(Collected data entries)
━━━━

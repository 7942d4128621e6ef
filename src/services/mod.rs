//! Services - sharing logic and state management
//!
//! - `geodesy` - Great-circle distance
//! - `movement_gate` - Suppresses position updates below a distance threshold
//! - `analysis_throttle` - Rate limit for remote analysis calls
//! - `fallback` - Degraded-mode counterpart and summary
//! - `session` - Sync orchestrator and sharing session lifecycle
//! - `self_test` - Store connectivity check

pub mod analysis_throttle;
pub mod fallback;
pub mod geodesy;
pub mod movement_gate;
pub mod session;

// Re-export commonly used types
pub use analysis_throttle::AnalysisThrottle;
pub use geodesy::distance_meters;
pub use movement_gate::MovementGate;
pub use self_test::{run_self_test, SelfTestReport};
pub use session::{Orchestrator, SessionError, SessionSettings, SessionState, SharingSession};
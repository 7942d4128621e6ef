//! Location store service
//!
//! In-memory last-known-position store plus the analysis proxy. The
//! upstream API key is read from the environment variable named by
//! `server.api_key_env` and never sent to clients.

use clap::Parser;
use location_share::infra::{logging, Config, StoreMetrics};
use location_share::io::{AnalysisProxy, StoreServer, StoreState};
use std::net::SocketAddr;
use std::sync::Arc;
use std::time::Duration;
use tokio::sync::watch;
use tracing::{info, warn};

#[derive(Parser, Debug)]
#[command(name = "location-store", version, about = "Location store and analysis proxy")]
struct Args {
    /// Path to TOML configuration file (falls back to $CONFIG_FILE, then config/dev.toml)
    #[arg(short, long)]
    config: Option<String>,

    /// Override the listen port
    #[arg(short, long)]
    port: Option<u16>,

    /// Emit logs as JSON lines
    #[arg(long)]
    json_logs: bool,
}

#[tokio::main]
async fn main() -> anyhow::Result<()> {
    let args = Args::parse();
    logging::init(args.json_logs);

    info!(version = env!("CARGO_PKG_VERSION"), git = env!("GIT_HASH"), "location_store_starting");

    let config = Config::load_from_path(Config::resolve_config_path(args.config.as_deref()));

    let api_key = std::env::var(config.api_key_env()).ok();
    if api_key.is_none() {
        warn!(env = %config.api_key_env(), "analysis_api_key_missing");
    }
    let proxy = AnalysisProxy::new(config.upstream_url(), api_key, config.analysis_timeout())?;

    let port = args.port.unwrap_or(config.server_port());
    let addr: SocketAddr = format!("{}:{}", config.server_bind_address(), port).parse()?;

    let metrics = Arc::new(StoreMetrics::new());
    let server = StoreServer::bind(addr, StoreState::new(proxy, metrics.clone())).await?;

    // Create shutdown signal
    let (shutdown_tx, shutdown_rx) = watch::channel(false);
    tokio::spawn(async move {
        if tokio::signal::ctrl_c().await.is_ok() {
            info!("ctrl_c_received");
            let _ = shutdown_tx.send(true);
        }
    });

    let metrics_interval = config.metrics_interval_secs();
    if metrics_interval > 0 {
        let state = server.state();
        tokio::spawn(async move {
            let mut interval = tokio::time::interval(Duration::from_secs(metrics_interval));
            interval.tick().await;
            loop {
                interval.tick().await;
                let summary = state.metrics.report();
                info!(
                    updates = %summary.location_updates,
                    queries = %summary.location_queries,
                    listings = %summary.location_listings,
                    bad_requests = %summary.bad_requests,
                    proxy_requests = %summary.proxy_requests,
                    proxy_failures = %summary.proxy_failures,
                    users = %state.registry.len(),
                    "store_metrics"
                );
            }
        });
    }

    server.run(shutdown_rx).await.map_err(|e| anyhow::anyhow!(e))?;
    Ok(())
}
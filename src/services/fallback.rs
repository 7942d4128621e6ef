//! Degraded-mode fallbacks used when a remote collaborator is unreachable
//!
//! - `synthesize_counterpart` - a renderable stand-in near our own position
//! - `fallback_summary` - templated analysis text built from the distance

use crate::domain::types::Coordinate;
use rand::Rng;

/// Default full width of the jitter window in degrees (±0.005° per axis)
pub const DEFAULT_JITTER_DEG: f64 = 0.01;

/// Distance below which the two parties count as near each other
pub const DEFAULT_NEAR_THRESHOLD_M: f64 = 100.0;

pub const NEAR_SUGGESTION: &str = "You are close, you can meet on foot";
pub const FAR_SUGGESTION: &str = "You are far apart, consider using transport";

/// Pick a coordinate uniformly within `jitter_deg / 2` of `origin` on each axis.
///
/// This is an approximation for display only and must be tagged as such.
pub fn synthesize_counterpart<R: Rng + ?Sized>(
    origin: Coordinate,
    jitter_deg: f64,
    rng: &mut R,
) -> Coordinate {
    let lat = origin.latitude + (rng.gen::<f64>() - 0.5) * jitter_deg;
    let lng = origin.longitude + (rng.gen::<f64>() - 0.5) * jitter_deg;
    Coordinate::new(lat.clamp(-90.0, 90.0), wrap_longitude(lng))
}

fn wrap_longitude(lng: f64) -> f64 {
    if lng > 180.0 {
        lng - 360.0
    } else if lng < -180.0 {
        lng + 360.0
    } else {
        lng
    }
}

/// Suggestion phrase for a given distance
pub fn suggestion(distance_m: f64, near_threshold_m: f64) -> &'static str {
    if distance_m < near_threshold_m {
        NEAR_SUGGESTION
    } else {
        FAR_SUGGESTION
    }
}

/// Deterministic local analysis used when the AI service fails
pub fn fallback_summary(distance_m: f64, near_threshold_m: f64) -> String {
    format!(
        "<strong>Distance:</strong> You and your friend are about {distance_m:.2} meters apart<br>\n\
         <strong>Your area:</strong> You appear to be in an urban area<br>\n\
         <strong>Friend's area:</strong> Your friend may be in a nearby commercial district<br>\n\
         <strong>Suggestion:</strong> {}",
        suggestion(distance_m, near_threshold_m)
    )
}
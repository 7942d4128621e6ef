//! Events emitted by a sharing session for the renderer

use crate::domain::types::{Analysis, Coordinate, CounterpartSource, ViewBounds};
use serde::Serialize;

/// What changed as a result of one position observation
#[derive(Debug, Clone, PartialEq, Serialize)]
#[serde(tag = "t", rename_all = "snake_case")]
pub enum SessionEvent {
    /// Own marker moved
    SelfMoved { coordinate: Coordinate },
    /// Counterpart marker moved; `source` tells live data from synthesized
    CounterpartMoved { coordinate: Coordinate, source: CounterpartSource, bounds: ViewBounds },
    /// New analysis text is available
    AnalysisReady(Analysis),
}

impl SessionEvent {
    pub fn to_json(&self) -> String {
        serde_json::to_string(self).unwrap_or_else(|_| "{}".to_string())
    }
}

━━━━

-- GOAL OF THE EXERCISE --
From the first line of the data above through the line containing "variable named by", repeat each line exactly, and add nothing.

-- EXERCISE OUTPUT --
repository 7942d4128621e6ef
filename src/services/mod.rs
//! Services - sharing logic and state management
//!
//! - `geodesy` - Great-circle distance
//! - `movement_gate` - Suppresses position updates below a distance threshold
//! - `analysis_throttle` - Rate limit for remote analysis calls
//! - `fallback` - Degraded-mode counterpart and summary
//! - `session` - Sync orchestrator and sharing session lifecycle
//! - `self_test` - Store connectivity check

pub mod analysis_throttle;
pub mod fallback;
pub mod geodesy;
pub mod movement_gate;
pub mod session;

// Re-export commonly used types
pub use analysis_throttle::AnalysisThrottle;
pub use geodesy::distance_meters;
pub use movement_gate::MovementGate;
pub use self_test::{run_self_test, SelfTestReport};
pub use session::{Orchestrator, SessionError, SessionSettings, SessionState, SharingSession};
repository 7942d4128621e6ef
//! Location store service
//!
//! In-memory last-known-position store plus the analysis proxy. The
//! upstream API key is read from the environment variable named by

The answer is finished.